Several types of MRI LIC measurement have been described in the literature. Straightforward in–out phase gradient echo (GRE) shows signal loss at the later echo time (TE) but is only qualitative and easily confounded by the presence of hepatic steatosis. Quantitative approaches include (i) signal intensity ratio (SIR) measurement (e.g., the Gandon method) and (ii) MR-relaxometry. The Gandon method (henceforth referred to as “SIR”) utilizes the liver-to-muscle SIR on differently weighted MRI-scans [6]. This method allows easy and free calculation of the LICSIR, by entering ROI values in an online tool [7]. Hence, assuming the acquisition and placement of regions-of-interest (ROIs) are performed correctly, the method is robust to observer influences. A major limitation is its upper limit of detection of 350 µmol/g (equal to 20 mg/g): changes above that threshold cannot be measured.
MR-relaxometry relies on the calculation of tissue relaxation rates (R 2 and R 2*, the inverse of relaxation times T 2 and T 2*), which increase as iron accumulates and are sensitive to changes in LIC values well above the SIR-threshold. One commercialized R 2 approach using single-echo spin-echo (SE) MRI is the FDA-approved St. Pierre method [FerriScan®], performed in 10 min in free-breathing [8]. The per-scan analysis price is ~$300, on top of the costs of the MRI-scan itself. Alternative free-of-charge approaches are available for R 2 using free-breathing or respiratory triggered SE-MRI and for R 2* using single breath-hold GRE MRI [9].

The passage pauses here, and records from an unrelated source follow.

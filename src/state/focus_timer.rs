use crate::state::interval::Interval;
use std::time::{Duration, Instant};
use tracing::{debug, info};

pub const MIN_FOCUS_MINUTES: u32 = 5;
pub const MAX_FOCUS_MINUTES: u32 = 480;

#[derive(Debug, Clone, Copy, PartialEq, Eq)]
pub enum TimerEvent {
    Tick { remaining: u32 },
    Completed,
}

/// Countdown behind the Focus/Stop button.
///
/// Idle while `interval` is cancelled. Each tick of the one-second interval
/// decrements `remaining_seconds`; hitting zero cancels the interval and
/// yields a single [`TimerEvent::Completed`].
#[derive(Debug, Clone)]
pub struct FocusTimer {
    configured_minutes: u32,
    remaining_seconds: u32,
    interval: Interval,
}

impl FocusTimer {
    pub fn new(configured_minutes: u32) -> Self {
        FocusTimer {
            configured_minutes: clamp_minutes(configured_minutes as i64),
            remaining_seconds: 0,
            interval: Interval::every_second(),
        }
    }

    pub fn is_running(&self) -> bool {
        self.interval.is_active()
    }

    pub fn configured_minutes(&self) -> u32 {
        self.configured_minutes
    }

    pub fn remaining_seconds(&self) -> u32 {
        self.remaining_seconds
    }

    pub fn start(&mut self, now: Instant) {
        self.remaining_seconds = self.configured_minutes * 60;
        self.interval.start(now);
        info!(minutes = self.configured_minutes, "focus session started");
    }

    /// Cancels the pending tick. Safe to call when idle.
    pub fn stop(&mut self) {
        if self.is_running() {
            info!(remaining = self.remaining_seconds, "focus session stopped early");
        }
        self.interval.cancel();
        self.remaining_seconds = 0;
    }

    pub fn toggle(&mut self, now: Instant) {
        if self.is_running() {
            self.stop();
        } else {
            self.start(now);
        }
    }

    /// Shifts the configured duration by `delta` minutes, clamped to
    /// [MIN_FOCUS_MINUTES, MAX_FOCUS_MINUTES]. No-op while running.
    pub fn adjust(&mut self, delta: i32) {
        if self.is_running() {
            debug!(delta, "duration locked while running");
            return;
        }
        self.configured_minutes = clamp_minutes(self.configured_minutes as i64 + delta as i64);
        debug!(minutes = self.configured_minutes, "focus duration adjusted");
    }

    /// One decrement. Returns None when idle.
    pub fn on_tick(&mut self) -> Option<TimerEvent> {
        if !self.is_running() {
            return None;
        }
        self.remaining_seconds = self.remaining_seconds.saturating_sub(1);
        if self.remaining_seconds == 0 {
            self.interval.cancel();
            info!(minutes = self.configured_minutes, "focus session completed");
            Some(TimerEvent::Completed)
        } else {
            Some(TimerEvent::Tick {
                remaining: self.remaining_seconds,
            })
        }
    }

    /// Time until the next decrement, or None when idle.
    pub fn time_until_tick(&self, now: Instant) -> Option<Duration> {
        self.interval.time_until_due(now)
    }

    /// Runs every tick due by `now`.
    pub fn poll(&mut self, now: Instant) -> Vec<TimerEvent> {
        let due = self.interval.poll(now);
        (0..due).filter_map(|_| self.on_tick()).collect()
    }

    /// "30 mins" when idle, "29m 59s" while counting down.
    pub fn display(&self) -> String {
        if self.is_running() {
            format!(
                "{}m {}s",
                self.remaining_seconds / 60,
                self.remaining_seconds % 60
            )
        } else {
            format!("{} mins", self.configured_minutes)
        }
    }

    pub fn button_label(&self) -> &'static str {
        if self.is_running() {
            "⏸ Stop"
        } else {
            "▶ Focus"
        }
    }
}

pub(crate) fn clamp_minutes(minutes: i64) -> u32 {
    minutes.clamp(MIN_FOCUS_MINUTES as i64, MAX_FOCUS_MINUTES as i64) as u32
}

#[cfg(test)]
mod tests {
    use super::*;

    const SEC: Duration = Duration::from_secs(1);

    #[test]
    fn test_new_clamps_configured_minutes() {
        assert_eq!(FocusTimer::new(0).configured_minutes(), 5);
        assert_eq!(FocusTimer::new(1000).configured_minutes(), 480);
        assert_eq!(FocusTimer::new(30).configured_minutes(), 30);
    }

    #[test]
    fn test_idle_display() {
        let timer = FocusTimer::new(30);
        assert!(!timer.is_running());
        assert_eq!(timer.display(), "30 mins");
        assert_eq!(timer.button_label(), "▶ Focus");
    }

    #[test]
    fn test_start_sets_remaining_and_runs() {
        let mut timer = FocusTimer::new(30);
        timer.start(Instant::now());
        assert!(timer.is_running());
        assert_eq!(timer.remaining_seconds(), 1800);
        assert_eq!(timer.display(), "30m 0s");
        assert_eq!(timer.button_label(), "⏸ Stop");
    }

    #[test]
    fn test_tick_updates_display() {
        let mut timer = FocusTimer::new(30);
        let t0 = Instant::now();
        timer.start(t0);
        let events = timer.poll(t0 + SEC);
        assert_eq!(events, vec![TimerEvent::Tick { remaining: 1799 }]);
        assert_eq!(timer.display(), "29m 59s");
    }

    #[test]
    fn test_five_minutes_runs_exactly_300_decrements() {
        let mut timer = FocusTimer::new(5);
        let t0 = Instant::now();
        timer.start(t0);
        let mut ticks = 0;
        let mut completions = 0;
        for s in 1..=400u32 {
            for event in timer.poll(t0 + s * SEC) {
                ticks += 1;
                if event == TimerEvent::Completed {
                    completions += 1;
                }
            }
        }
        assert_eq!(ticks, 300);
        assert_eq!(completions, 1);
        assert!(!timer.is_running());
        assert_eq!(timer.display(), "5 mins");
    }

    #[test]
    fn test_late_poll_completes_once() {
        let mut timer = FocusTimer::new(5);
        let t0 = Instant::now();
        timer.start(t0);
        let events = timer.poll(t0 + 1000 * SEC);
        assert_eq!(events.len(), 300);
        assert_eq!(events.last(), Some(&TimerEvent::Completed));
        assert_eq!(
            events.iter().filter(|e| **e == TimerEvent::Completed).count(),
            1
        );
        assert!(timer.poll(t0 + 2000 * SEC).is_empty());
    }

    #[test]
    fn test_stop_cancels_pending_tick() {
        let mut timer = FocusTimer::new(30);
        let t0 = Instant::now();
        timer.start(t0);
        timer.poll(t0 + SEC);
        timer.stop();
        assert!(!timer.is_running());
        assert!(timer.poll(t0 + 10 * SEC).is_empty());
        assert_eq!(timer.on_tick(), None);
        assert_eq!(timer.display(), "30 mins");
        timer.stop();
        assert!(!timer.is_running());
    }

    #[test]
    fn test_toggle_starts_and_stops() {
        let mut timer = FocusTimer::new(25);
        let t0 = Instant::now();
        timer.toggle(t0);
        assert!(timer.is_running());
        timer.toggle(t0 + SEC);
        assert!(!timer.is_running());
    }

    #[test]
    fn test_restart_after_stop_uses_full_duration() {
        let mut timer = FocusTimer::new(10);
        let t0 = Instant::now();
        timer.start(t0);
        timer.poll(t0 + 5 * SEC);
        timer.stop();
        timer.start(t0 + 6 * SEC);
        assert_eq!(timer.remaining_seconds(), 600);
    }

    #[test]
    fn test_adjust_floor() {
        let mut timer = FocusTimer::new(10);
        for _ in 0..5 {
            timer.adjust(-5);
        }
        assert_eq!(timer.configured_minutes(), 5);
    }

    #[test]
    fn test_adjust_ceiling() {
        let mut timer = FocusTimer::new(478);
        for _ in 0..5 {
            timer.adjust(5);
        }
        assert_eq!(timer.configured_minutes(), 480);
    }

    #[test]
    fn test_adjust_ignored_while_running() {
        let mut timer = FocusTimer::new(30);
        timer.start(Instant::now());
        timer.adjust(5);
        assert_eq!(timer.configured_minutes(), 30);
        assert_eq!(timer.remaining_seconds(), 1800);
    }
}
use crate::data::AppSettings;
use crate::state::SystemClock;
use crate::ui::calendar_view::{run_app, App};
use crate::ui::{restore_terminal, setup_terminal};
use anyhow::Result;
use tracing::info;

pub fn run() -> Result<()> {
    let settings = AppSettings::load()?;
    info!(?settings, "starting interactive calendar");

    // Install panic hook to restore terminal on panic
    let original_hook = std::panic::take_hook();
    std::panic::set_hook(Box::new(move |info| {
        let _ = crossterm::terminal::disable_raw_mode();
        let _ = crossterm::execute!(
            std::io::stdout(),
            crossterm::terminal::LeaveAlternateScreen,
            crossterm::event::DisableMouseCapture
        );
        original_hook(info);
    }));

    let mut terminal = setup_terminal()?;
    let mut app = App::new(&settings, Box::new(SystemClock));

    let result = run_app(&mut terminal, &mut app);

    restore_terminal(&mut terminal)?;
    result
}
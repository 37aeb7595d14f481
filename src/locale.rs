//! # Locale Module
//!
//! Chooses between English and Japanese text. The language is resolved once
//! at startup and passed down explicitly; nothing reads the environment per
//! render.

use std::env;

/// Environment variables consulted, in order. The first non-empty one wins.
pub const LOCALE_VARS: [&str; 3] = ["LANG", "LC_ALL", "LC_MESSAGES"];

#[derive(Debug, Clone, Copy, PartialEq, Eq, Default)]
pub enum Lang {
    #[default]
    English,
    Japanese,
}

impl Lang {
    /// Interpret a POSIX locale value such as `ja_JP.UTF-8`.
    pub fn from_locale(value: &str) -> Self {
        if value.to_ascii_lowercase().starts_with("ja") {
            Lang::Japanese
        } else {
            Lang::English
        }
    }

    pub fn from_env() -> Self {
        let value = LOCALE_VARS
            .iter()
            .filter_map(|k| env::var(k).ok())
            .find(|v| !v.is_empty())
            .unwrap_or_default();
        Self::from_locale(&value)
    }

    /// Select the variant of a localized string pair.
    pub fn pick(self, en: &'static str, ja: &'static str) -> &'static str {
        match self {
            Lang::English => en,
            Lang::Japanese => ja,
        }
    }
}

Recent developments in MR-relaxometry include multipeak fat corrections and the use of complex instead of magnitude-only data fitting [10], assessment of the effect of fat suppression on R 2* [11] and the comparison of advanced data fit models [12] and analysis approaches [13].
A comparative study of LICSIR, R 2, and R 2* in 94 patients with β-thalassemia reported high correlations [14]. However, success rates, interobserver agreement, and applicability for diseases other than β-thalassemia were not investigated, nor were serum markers assessed. The latter may be useful to screen for elevated LIC (i.e., >36 µmol/g), saving expensive and limited MRI time. We hypothesize that R 2* is preferable over SIR and R 2 in terms of success rate, acquisition time, and range of detection and over serum values in terms of accuracy in detecting elevated LIC.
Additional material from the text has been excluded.